Wednesday 18 April 2012

Bringing an Old House Back to Life, Episode 3: Fire

It's a wet, miserable day, and I'm just getting the fire going.

Fire seems so intrinsic to human existence that we always feel more alive, somehow, when we are in the presence of fire. I've no idea how different this feels for people who have experienced the unpleasant side of fire, but for me the need to respect it, as well as to be enlivened by it, is all part of the magic.

An old house cannot really be true to itself without fire. The Victorian house, to my mind, is designed around a few fairly simple principles:

1. Shelter from the weather - in its original form the Victorian house is not especially good at this, prone as it is to draughty windows, leaky roof/wall connections and damp cellars, but nevertheless it fulfils the basic human need for shelter;
2. Front - generally the Victorians provided you with a grand front door and entrance way and a prestigious front reception room, even if the rest of the house was thrown together from bits of old rubble and driftwood held together with sand and horsehair - so it's relatively easy to show off;
3. Fresh air - the Victorians were obsessed with fresh air, despite the fact that outside air was usually anything but clean, and inside buildings this reflected itself in the high ceilings and sliding sash windows, which enabled fumes and soot from gas lighting and wheezing children to rise to the tops of rooms and be whisked out thanks to bracing draughts;
4. Fire - chimneys form the structural buttressing of the Victorian house, most rooms had open fires for warmth, and coal was delivered via a chute in the cellar, burned at will in vastly inefficient dog grates, and ornate chimney pots celebrated the affluent disposal of dirty exhaust gases into the city air;
5. Servants - if you could afford servants, they'd do your cooking and laundry in a miniscule corner of your house, and sleep in the draughty attic. If you couldn't afford servants, you'd soon learn to live like them, discovering how small a space it was possible to cook and clean your own stuff in.

Modern needs may have forced us to rebel against the tiny kitchens and sculleries, but the other principles seem to hold true to what we enjoy about living in old houses. However, the challenge of heating these big, tall rooms has taken us through the 20th century's era of big, clunky central heating systems, style-free gas fires, electric panel heaters, and "living flame effects" and has now rekindled our love of fire, but in the cleaner, more controlled guise of enclosed stoves with recirculating combustion chambers that minimise smoke emissions and create much more efficient heating than open fires.

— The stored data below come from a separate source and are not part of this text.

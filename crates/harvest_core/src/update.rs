use std::path::PathBuf;

use url::Url;

use crate::{AppState, Effect, Msg, Notification, RenderOutcome, RunOutcome};

const INPUT_ERROR: &str = "Input Error";

/// Pure update function: applies a message to state and returns any effects.
pub fn update(mut state: AppState, msg: Msg) -> (AppState, Vec<Effect>) {
    let effects = match msg {
        Msg::MetadataUrlChanged(url) => {
            state.set_metadata_url(url);
            Vec::new()
        }
        Msg::ChapterUrlChanged(url) => {
            state.set_chapter_url(url);
            Vec::new()
        }
        Msg::OutputDirChanged(dir) => {
            let dir = dir.trim();
            if dir.is_empty() {
                return (state, Vec::new());
            }
            state.set_output_dir(dir.to_string());
            vec![Effect::AppendLog(format!("Output directory set to: {dir}"))]
        }
        Msg::StartClicked => {
            if state.is_running() {
                return (state, Vec::new());
            }
            let metadata_url = state.metadata_url().trim().to_string();
            let chapter_url = state.chapter_url().trim().to_string();
            if let Err(message) = validate_urls(&metadata_url, &chapter_url) {
                return (
                    state,
                    vec![Effect::Notify(Notification::error(INPUT_ERROR, message))],
                );
            }
            state.begin_run();
            vec![Effect::StartHarvest {
                metadata_url,
                chapter_url,
            }]
        }
        Msg::PauseToggled => {
            if !state.is_running() {
                return (state, Vec::new());
            }
            let paused = !state.is_paused();
            state.set_paused(paused);
            let line = if paused {
                "Harvest paused..."
            } else {
                "Harvest resumed..."
            };
            vec![Effect::SetPaused(paused), Effect::AppendLog(line.to_string())]
        }
        Msg::RenderClicked => {
            if state.entries() == 0 {
                vec![Effect::Notify(no_data())]
            } else {
                vec![Effect::RenderDocument {
                    output_dir: PathBuf::from(state.output_dir()),
                }]
            }
        }
        Msg::StageChanged(stage) => {
            state.set_stage(stage);
            Vec::new()
        }
        Msg::EntryHarvested { index, title } => {
            state.record_entry(index, title);
            Vec::new()
        }
        Msg::HarvestFinished(outcome) => {
            let effect = match &outcome {
                RunOutcome::Completed { chapters, summary } => Effect::AppendHeader(format!(
                    "Harvest complete: {chapters} chapters ({summary})"
                )),
                RunOutcome::Failed { message } => {
                    Effect::Notify(Notification::error("Harvest Failed", message.clone()))
                }
            };
            state.finish_run(outcome);
            vec![effect]
        }
        Msg::StartRejected => vec![Effect::Notify(Notification::warning(
            "Busy",
            "A harvest is already running.",
        ))],
        Msg::RenderFinished(outcome) => match outcome {
            RenderOutcome::Written(path) => {
                let shown = path.display().to_string();
                state.set_last_document(path);
                vec![
                    Effect::AppendHeader(format!("PDF generated: {shown}")),
                    Effect::Notify(Notification::info(
                        "Success",
                        format!("PDF saved to:\n{shown}"),
                    )),
                ]
            }
            RenderOutcome::Empty => vec![Effect::Notify(no_data())],
            RenderOutcome::Failed(message) => {
                vec![Effect::Notify(Notification::error("PDF Error", message))]
            }
        },
        Msg::Tick | Msg::NoOp => Vec::new(),
    };

    (state, effects)
}

fn validate_urls(metadata_url: &str, chapter_url: &str) -> Result<(), String> {
    if metadata_url.is_empty() || chapter_url.is_empty() {
        return Err("Please provide both URLs.".to_string());
    }
    for candidate in [metadata_url, chapter_url] {
        if Url::parse(candidate).is_err() {
            return Err(format!("Not a valid URL: {candidate}"));
        }
    }
    Ok(())
}

fn no_data() -> Notification {
    Notification::warning("No Data", "No data to generate PDF.")
}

In this, our first - and mercifully mild - winter in this house, we've survived almost exclusively on our Morso woodfuel stove. It has worked flat out while there is no other heating in the house, and because we're only living on one floor, it has coped OK. But the really interesting thing has been the way that lighting and feeding the stove has defined the rhythm of our day-to-day lives now for almost five months, in a way that we hadn't anticipated. It takes planning to make sure the wood supply is adequate, time to clean and prepare the stove, and practice and experience to work out how best to set the fire and work it up from cold into a proper inferno, and keep it going until bedtime. You learn to look at a scrap of wood, or a bit of log, and gauge how well and for how long it will burn. You look at junk mail in a new light - "Look darling, someone's sent us some more firelighters!" And often it is much more fun to sit and watch the fire than to see what's on TV.

The question of how "green" a woodstove is is a difficult one - really it must depend on the management of the source of the wood. Burning bits of old floorboarding and stud walling is kind of using up embodied energy in the building, and that can only go on for so long - but it has helped us through our first winter. However, it is hard to imagine a house like this without a real fire in it. One of the most intriguing things, though, is seeing how many bits of wood it takes to keep you warm for an evening, and completely re-evaluating the unthinking act of turning a thermostat up or down on a modern heating system, or putting the washing machine on. Suddenly each turn of that dial becomes directly related to the idea that somewhere, a few miles away, an extraordinarily big and fearfully hot fire is burning to supply domestic energy. Being closer to the fire brings you face to face with the basic issue of how to keep warm, and I don't want to forget that when the central heating is back.